The exposure of troops to burn pits and open-air sewage pits is a black eye on the Global War on Terrorism. While troops were fighting in Iraq and Afghanistan, a quick and easy solution to getting rid of garbage and sewage was to simply set it on fire. Years later, this has resulted in wide-spread health issues that affect many of our veterans.
The use of burn pits and the subsequent failure to address them as a serious issue has been likened to the struggles that Vietnam vets faced with Agent Orange in countless headlines. And, frankly, there is truth to this comparison.
It shouldn’t take this much hassle to prove that breathing burning garbage, chemicals, literal human sh*t for twelve months is harmful to our lungs.(photo by Sgt. Anthony L. Ortiz)
Agent Orange was a powerful herbicidal chemical used to defoliate the jungles of Vietnam. Countless veterans suffered from leukemia, Hodgkin’s lymphoma, and various cancers as a direct result of being exposed to Agent Orange. It took until 1991, eighteen years after U.S. involvement in Vietnam, for the Agent Orange Act to pass.
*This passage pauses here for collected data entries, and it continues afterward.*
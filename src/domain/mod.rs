pub mod news;
//! ルーターの結合テスト
//!
//! インメモリストアを注入したaxumルーターに対して、
//! `tower::ServiceExt::oneshot` でリクエストを直接送る。

use axum::{
    body::{to_bytes, Body},
    http::{Request, StatusCode},
    Router,
};
use newsdesk::{
    app::create_router, domain::news::NewsService, infra::storage::MemoryNewsStore,
};
use serde_json::{json, Value};
use std::sync::Arc;
use tower::ServiceExt;

const PREFIX: &str = "/api/v1";

fn app() -> Router {
    let service = NewsService::new(Arc::new(MemoryNewsStore::new()));
    create_router(service, PREFIX)
}

/// リクエストを送り、ステータスとJSONボディを返す
async fn send(app: &Router, method: &str, path: &str, body: Option<Value>) -> (StatusCode, Value) {
    let builder = Request::builder()
        .method(method)
        .uri(format!("{}{}", PREFIX, path));
    let request = match body {
        Some(json) => builder
            .header("content-type", "application/json")
            .body(Body::from(json.to_string())),
        None => builder.body(Body::empty()),
    }
    .expect("リクエストの組み立てに失敗");

    let response = app
        .clone()
        .oneshot(request)
        .await
        .expect("ルーターの呼び出しに失敗");
    let status = response.status();
    let bytes = to_bytes(response.into_body(), usize::MAX)
        .await
        .expect("レスポンスボディの読み込みに失敗");
    let value = if bytes.is_empty() {
        Value::Null
    } else {
        serde_json::from_slice(&bytes).unwrap_or_else(|_| {
            Value::String(String::from_utf8_lossy(&bytes).into_owned())
        })
    };
    (status, value)
}

// 登録系テスト
mod create {
    use super::*;

    #[tokio::test]
    async fn test_create_returns_201_and_full_record() {
        let app = app();
        let (status, body) = send(
            &app,
            "POST",
            "/news/",
            Some(json!({
                "id": "a1",
                "headline": "X",
                "published_at": "2025-01-02T03:04:05Z"
            })),
        )
        .await;

        assert_eq!(status, StatusCode::CREATED);
        assert_eq!(body["id"], "a1");
        assert_eq!(body["headline"], "X");
        assert_eq!(body["category"], Value::Null);
        assert_eq!(body["published_at"], "2025-01-02T03:04:05Z");

        let (status, fetched) = send(&app, "GET", "/news/a1", None).await;
        assert_eq!(status, StatusCode::OK);
        assert_eq!(fetched, body);
    }

    #[tokio::test]
    async fn test_create_validation_and_conflict_are_400() {
        let app = app();

        let (status, body) = send(&app, "POST", "/news", Some(json!({"headline": "X"}))).await;
        assert_eq!(status, StatusCode::BAD_REQUEST);
        assert_eq!(body["detail"], "ID must be provided by the client.");

        let long_id = "x".repeat(256);
        let (status, body) = send(&app, "POST", "/news", Some(json!({"id": long_id}))).await;
        assert_eq!(status, StatusCode::BAD_REQUEST);
        assert_eq!(body["detail"], "ID exceeds maximum length of 255 characters.");

        let (status, _) = send(&app, "POST", "/news", Some(json!({"id": "dup"}))).await;
        assert_eq!(status, StatusCode::CREATED);
        let (status, body) = send(&app, "POST", "/news", Some(json!({"id": "dup"}))).await;
        assert_eq!(status, StatusCode::BAD_REQUEST);
        assert_eq!(body["detail"], "News article with this ID already exists.");
    }

    #[tokio::test]
    async fn test_malformed_json_is_400() {
        let app = app();
        let request = Request::builder()
            .method("POST")
            .uri(format!("{}/news", PREFIX))
            .header("content-type", "application/json")
            .body(Body::from("{not json"))
            .unwrap();
        let response = app.oneshot(request).await.unwrap();
        assert_eq!(response.status(), StatusCode::BAD_REQUEST);
    }

    #[tokio::test]
    async fn test_bulk_create_all_or_nothing() {
        let app = app();

        let (status, body) = send(
            &app,
            "POST",
            "/news/bulk",
            Some(json!([{"id": "b1"}, {"id": "b2"}, {"id": "b1"}])),
        )
        .await;
        assert_eq!(status, StatusCode::BAD_REQUEST);
        assert!(body["detail"]
            .as_str()
            .unwrap()
            .starts_with("One or more news articles have duplicate IDs"));

        let (_, list) = send(&app, "GET", "/news", None).await;
        assert_eq!(list["count"], 0);

        let (status, body) = send(
            &app,
            "POST",
            "/news/bulk",
            Some(json!([{"id": "b2", "headline": "two"}, {"id": "b1", "headline": "one"}])),
        )
        .await;
        assert_eq!(status, StatusCode::CREATED);
        assert_eq!(body[0]["id"], "b2");
        assert_eq!(body[1]["id"], "b1");
    }
}

// 一覧取得系テスト
mod list {
    use super::*;

    async fn seeded() -> Router {
        let app = app();
        let (status, _) = send(
            &app,
            "POST",
            "/news/bulk",
            Some(json!([
                {"id": "n1", "headline": "Markets rally", "category": "business",
                 "source_name": "reuters", "published_at": "2025-03-03T00:00:00Z"},
                {"id": "n2", "headline": "Football final", "category": "sport",
                 "source_name": "bbc", "published_at": "2025-03-01T00:00:00Z"},
                {"id": "n3", "headline": "Rally downtown", "category": "world",
                 "source_name": "bbc", "published_at": "2025-03-02T00:00:00Z"}
            ])),
        )
        .await;
        assert_eq!(status, StatusCode::CREATED);
        app
    }

    #[tokio::test]
    async fn test_list_filters_sort_and_count() {
        let app = seeded().await;

        let (status, body) = send(&app, "GET", "/news?query=rally&order=desc&limit=1", None).await;
        assert_eq!(status, StatusCode::OK);
        assert_eq!(body["count"], 2);
        assert_eq!(body["data"].as_array().unwrap().len(), 1);
        assert_eq!(body["data"][0]["id"], "n1");

        let (_, body) = send(&app, "GET", "/news?source_name=bbc&category=world", None).await;
        assert_eq!(body["count"], 1);
        assert_eq!(body["data"][0]["id"], "n3");

        let (_, body) = send(&app, "GET", "/news/?offset=1", None).await;
        assert_eq!(body["count"], 3);
        let ids: Vec<&str> = body["data"]
            .as_array()
            .unwrap()
            .iter()
            .map(|n| n["id"].as_str().unwrap())
            .collect();
        assert_eq!(ids, vec!["n3", "n1"]);
    }

    #[tokio::test]
    async fn test_list_rejects_bad_params() {
        let app = seeded().await;

        let (status, body) = send(&app, "GET", "/news?sort=nope", None).await;
        assert_eq!(status, StatusCode::BAD_REQUEST);
        assert_eq!(body["detail"], "Cannot sort by unknown field: nope");

        let (status, _) = send(&app, "GET", "/news?limit=0", None).await;
        assert_eq!(status, StatusCode::BAD_REQUEST);

        let (status, _) = send(&app, "GET", "/news?limit=abc", None).await;
        assert_eq!(status, StatusCode::BAD_REQUEST);
    }

    #[tokio::test]
    async fn test_categories() {
        let app = seeded().await;
        let (status, body) = send(&app, "GET", "/categories", None).await;
        assert_eq!(status, StatusCode::OK);
        assert_eq!(body, json!(["business", "sport", "world"]));
    }
}

// 取得・更新・削除系テスト
mod item {
    use super::*;

    #[tokio::test]
    async fn test_id_with_slashes() {
        let app = app();
        let id = "world/2025/article-1";
        let (status, _) = send(&app, "POST", "/news", Some(json!({"id": id}))).await;
        assert_eq!(status, StatusCode::CREATED);

        let (status, body) = send(&app, "GET", &format!("/news/{}", id), None).await;
        assert_eq!(status, StatusCode::OK);
        assert_eq!(body["id"], id);

        let (status, _) = send(&app, "DELETE", &format!("/news/{}", id), None).await;
        assert_eq!(status, StatusCode::OK);
    }

    #[tokio::test]
    async fn test_update_partial_and_not_found() {
        let app = app();
        send(
            &app,
            "POST",
            "/news",
            Some(json!({"id": "a1", "headline": "X", "story": "本文"})),
        )
        .await;

        let (status, body) = send(
            &app,
            "PUT",
            "/news/a1",
            Some(json!({"headline": "Y", "story": null})),
        )
        .await;
        assert_eq!(status, StatusCode::OK);
        assert_eq!(body["headline"], "Y");
        assert_eq!(body["story"], Value::Null);
        assert_eq!(body["category"], Value::Null);

        let (status, body) = send(&app, "PUT", "/news/missing", Some(json!({"headline": "Z"}))).await;
        assert_eq!(status, StatusCode::NOT_FOUND);
        assert_eq!(body["detail"], "News article not found.");
    }

    #[tokio::test]
    async fn test_lifecycle_example() {
        let app = app();

        let (status, _) = send(&app, "POST", "/news", Some(json!({"id": "a1", "headline": "X"}))).await;
        assert_eq!(status, StatusCode::CREATED);

        let (status, body) = send(&app, "GET", "/news?query=X", None).await;
        assert_eq!(status, StatusCode::OK);
        assert_eq!(body["count"], 1);
        assert_eq!(body["data"][0]["id"], "a1");

        let (status, body) = send(&app, "PUT", "/news/a1", Some(json!({"headline": "Y"}))).await;
        assert_eq!(status, StatusCode::OK);
        assert_eq!(body["category"], Value::Null);

        let (status, body) = send(&app, "DELETE", "/news/a1", None).await;
        assert_eq!(status, StatusCode::OK);
        assert_eq!(body["message"], "News article deleted successfully.");

        let (status, _) = send(&app, "GET", "/news/a1", None).await;
        assert_eq!(status, StatusCode::NOT_FOUND);
        let (status, _) = send(&app, "DELETE", "/news/a1", None).await;
        assert_eq!(status, StatusCode::NOT_FOUND);
    }

    #[tokio::test]
    async fn test_long_id_in_path_is_400() {
        let app = app();
        let long_id = "x".repeat(256);
        for method in ["GET", "DELETE"] {
            let (status, _) = send(&app, method, &format!("/news/{}", long_id), None).await;
            assert_eq!(status, StatusCode::BAD_REQUEST);
        }
        let (status, _) =
            send(&app, "PUT", &format!("/news/{}", long_id), Some(json!({}))).await;
        assert_eq!(status, StatusCode::BAD_REQUEST);
    }

    #[tokio::test]
    async fn test_article_with_id_bulk_is_reachable() {
        let app = app();
        let (status, _) = send(&app, "POST", "/news", Some(json!({"id": "bulk", "headline": "X"}))).await;
        assert_eq!(status, StatusCode::CREATED);

        let (status, body) = send(&app, "GET", "/news/bulk", None).await;
        assert_eq!(status, StatusCode::OK);
        assert_eq!(body["id"], "bulk");

        let (status, body) = send(&app, "PUT", "/news/bulk", Some(json!({"headline": "Y"}))).await;
        assert_eq!(status, StatusCode::OK);
        assert_eq!(body["headline"], "Y");

        let (status, body) = send(&app, "DELETE", "/news/bulk", None).await;
        assert_eq!(status, StatusCode::OK);
        assert_eq!(body["message"], "News article deleted successfully.");

        let (status, body) = send(&app, "GET", "/news/bulk", None).await;
        assert_eq!(status, StatusCode::NOT_FOUND);
        assert_eq!(body["detail"], "News article not found.");

        // 一括登録は引き続きPOSTで受け付ける
        let (status, _) = send(&app, "POST", "/news/bulk", Some(json!([{"id": "b1"}]))).await;
        assert_eq!(status, StatusCode::CREATED);
    }

    #[tokio::test]
    async fn test_undecodable_path_returns_json_400() {
        let app = app();
        for method in ["GET", "DELETE"] {
            let (status, body) = send(&app, method, "/news/%FF", None).await;
            assert_eq!(status, StatusCode::BAD_REQUEST);
            assert!(body["detail"].is_string(), "JSONのdetailを返すべき: {}", body);
        }
        let (status, body) = send(&app, "PUT", "/news/%FF", Some(json!({}))).await;
        assert_eq!(status, StatusCode::BAD_REQUEST);
        assert!(body["detail"].is_string(), "JSONのdetailを返すべき: {}", body);
    }
}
It took eighteen years for veterans to be declared eligible for medical treatment for issues resulting from exposure to a known toxic chemical.
History is repeating itself with the veterans of the post-9/11 generation who are walking in frighteningly similar footsteps. The IAVA has been making strong headway in getting burn pits and open-air sewage pits recognized as hazardous to troops’ health. But full recognition requires proof and an accurate count of exactly how many veterans this practice has effected.
We cannot make the same mistake with our veterans again.(U.S. Air Force Photo)
This is where the VA’s Burn Pit Registry comes in.
If you’ve been affected by burn pits or open-air sewage pits, it is of the utmost importance that you — and every veteran who has been affected — make your voice heard. At the time of writing, over 144,000 veterans (not even 1/20th of the number of veterans who’ve been to Iraq or Afghanistan) have completed their registry questionnaire.
The questionnaire will take around 40 minutes to complete and it’s very thorough in documenting every base, FOB, COP, and anywhere else you’ve deployed. If you took R&R;, you’ll even have to document your one-week stay at Ali Al Salem before getting back into the details about your deployment.
It should be noted that, despite its name, the Burn Pit Registry also covers open-air sewage pits.(Photo by Sgt. 1st Class Erick Studenicka)
Even if you were just slightly affected for a little bit (let’s say you took a jog around the Sh*t Pond at Kandahar Airfield), you should register. If you were asked only once to burn garbage, you should register. If you dealt with these hazards on a daily basis, you should definitely register.
This is much bigger than any individual. Every questionnaire filled out is one step closer to getting our brothers and sisters the medical treatment that they need. While only the affected veteran can fill out the form, anyone can help by spreading awareness of the Registry and its significance.